El Estado de México tiene la cifras más altas de personas hospitalizadas y de pacientes intubados por coronavirus, dijo el gobernador del Estado de México, Alfredo del Mazo, en un mensaje dirigido a los mexiquenses este día.

De acuerdo con él, se rebasaron los máximos históricos registrados en junio del año pasado y lo que se ha hecho no ha sido suficiente para contener la epidemia. Como ejemplo, dijo que la ocupación hospitalaria es del 84 por ciento, lo cual, por otro lado, significa que la atención ha sido rebasada por mucho. Además, el gobierno reporta 505 pacientes intubados

Lo que dicen Del Mazo sólo confirma el mortal desastre que se vive en la entidad, en donde se ha comenzado a vacunar desde el 24 de diciembre y hoy se cumple el tercer día de aplicación de dosis a médicos en primera línea, lo cual ha generado denuncias y reclamos por abusos de los directores de nosocomios, como el caso del doctor José Anaya, cabeza del hospital Mónica Pretelini en Toluca que se vacunó sin ser parte del frente de combate, o del doctor José Rogel, director del Adolfo López Mateos, también en esta ciudad, que además llevó a su familia para tomar la dosis.

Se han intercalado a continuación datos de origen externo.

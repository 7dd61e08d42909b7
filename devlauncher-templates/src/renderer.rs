//! File rendering with `{{TOKEN}}` substitution

use crate::repository::{checked_relative, ManifestRepository};
use crate::{Error, Result};
use devlauncher_core::RenderContext;
use std::path::{Path, PathBuf};
use tokio::fs;
use tracing::{debug, warn};

/// Renders template source files into a project directory
#[derive(Debug, Clone)]
pub struct TemplateRenderer {
    repository: ManifestRepository,
}

impl TemplateRenderer {
    pub fn new(repository: ManifestRepository) -> Self {
        Self { repository }
    }

    /// Render one declared file, keeping its relative directory
    pub async fn render_file(
        &self,
        template: &str,
        relative: &str,
        target: &Path,
        context: &RenderContext,
    ) -> Result<PathBuf> {
        let source = self.repository.read_source(template, relative).await?;
        let rendered = context.render_str(&source);

        let unresolved = context.unresolved_tokens(&source);
        if !unresolved.is_empty() {
            warn!(file = relative, tokens = ?unresolved, "Template contains unreplaced variables");
        }

        let destination = target.join(checked_relative(template, relative)?);
        if let Some(parent) = destination.parent() {
            fs::create_dir_all(parent)
                .await
                .map_err(|e| Error::io(parent, e))?;
        }
        fs::write(&destination, rendered)
            .await
            .map_err(|e| Error::io(&destination, e))?;

        debug!(file = relative, "Rendered template file");
        Ok(destination)
    }

    /// Render several files in order
    pub async fn render_files(
        &self,
        template: &str,
        files: &[String],
        target: &Path,
        context: &RenderContext,
    ) -> Result<Vec<PathBuf>> {
        let mut written = Vec::with_capacity(files.len());
        for relative in files {
            written.push(self.render_file(template, relative, target, context).await?);
        }
        Ok(written)
    }
}
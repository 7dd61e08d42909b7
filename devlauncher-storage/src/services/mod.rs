//! Service layer for business logic

pub mod port_allocator;

pub use port_allocator::{LoopbackProbe, PortAllocatorService, PortMappingRequest, PortProbe};
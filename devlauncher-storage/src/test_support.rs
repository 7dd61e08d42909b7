use crate::migrations::run_migrations;
use sqlx::sqlite::SqlitePoolOptions;
use sqlx::SqlitePool;

/// Migrated single-connection in-memory database
pub(crate) async fn memory_pool() -> SqlitePool {
    let pool = SqlitePoolOptions::new()
        .max_connections(1)
        .connect("sqlite::memory:")
        .await
        .unwrap();
    run_migrations(&pool).await.unwrap();
    pool
}
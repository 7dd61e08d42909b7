//! Error types for the lifecycle layer and binary

use thiserror::Error;

/// Application error type
#[derive(Error, Debug)]
pub enum Error {
    #[error("Configuration error: {0}")]
    Configuration(String),

    #[error("Config file error: {0}")]
    ConfigFile(#[from] config::ConfigError),

    #[error("Storage error: {0}")]
    Storage(#[from] devlauncher_storage::Error),

    #[error("Template error: {0}")]
    Templates(#[from] devlauncher_templates::Error),

    #[error("Core domain error: {0}")]
    Core(#[from] devlauncher_core::Error),

    #[error("Project not found: {slug}")]
    ProjectNotFound { slug: String },

    #[error("Conflict: {message}")]
    Conflict { message: String },

    #[error("IO error: {0}")]
    Io(#[from] std::io::Error),

    #[error("Serialization error: {0}")]
    Serialization(#[from] serde_json::Error),

    #[error("Internal error: {0}")]
    Internal(#[from] anyhow::Error),
}

impl Error {
    /// Whether the error came from bad input rather than a failed operation
    pub fn is_user_error(&self) -> bool {
        match self {
            Error::ProjectNotFound { .. } | Error::Conflict { .. } => true,
            Error::Core(core) => core.is_validation() || core.is_not_found(),
            Error::Templates(devlauncher_templates::Error::ManifestNotFound { .. })
            | Error::Templates(devlauncher_templates::Error::UnsupportedLocation { .. }) => true,
            _ => false,
        }
    }
}

/// Convenience result type for application operations
pub type Result<T> = std::result::Result<T, Error>;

Los 46 mil empleados de primera del sector Salud en el Estado de México deben ser vacunados en primera instancia, según el plan diseñado por la Federación. Después será el turno de los administrativo, que juntos son 120 mil trabajadores.

Esta semana se aplicaron 39 mil vacunas y el gobierno estatal cree en las siguientes semanas se terminará de vacunar a los del sector Salud.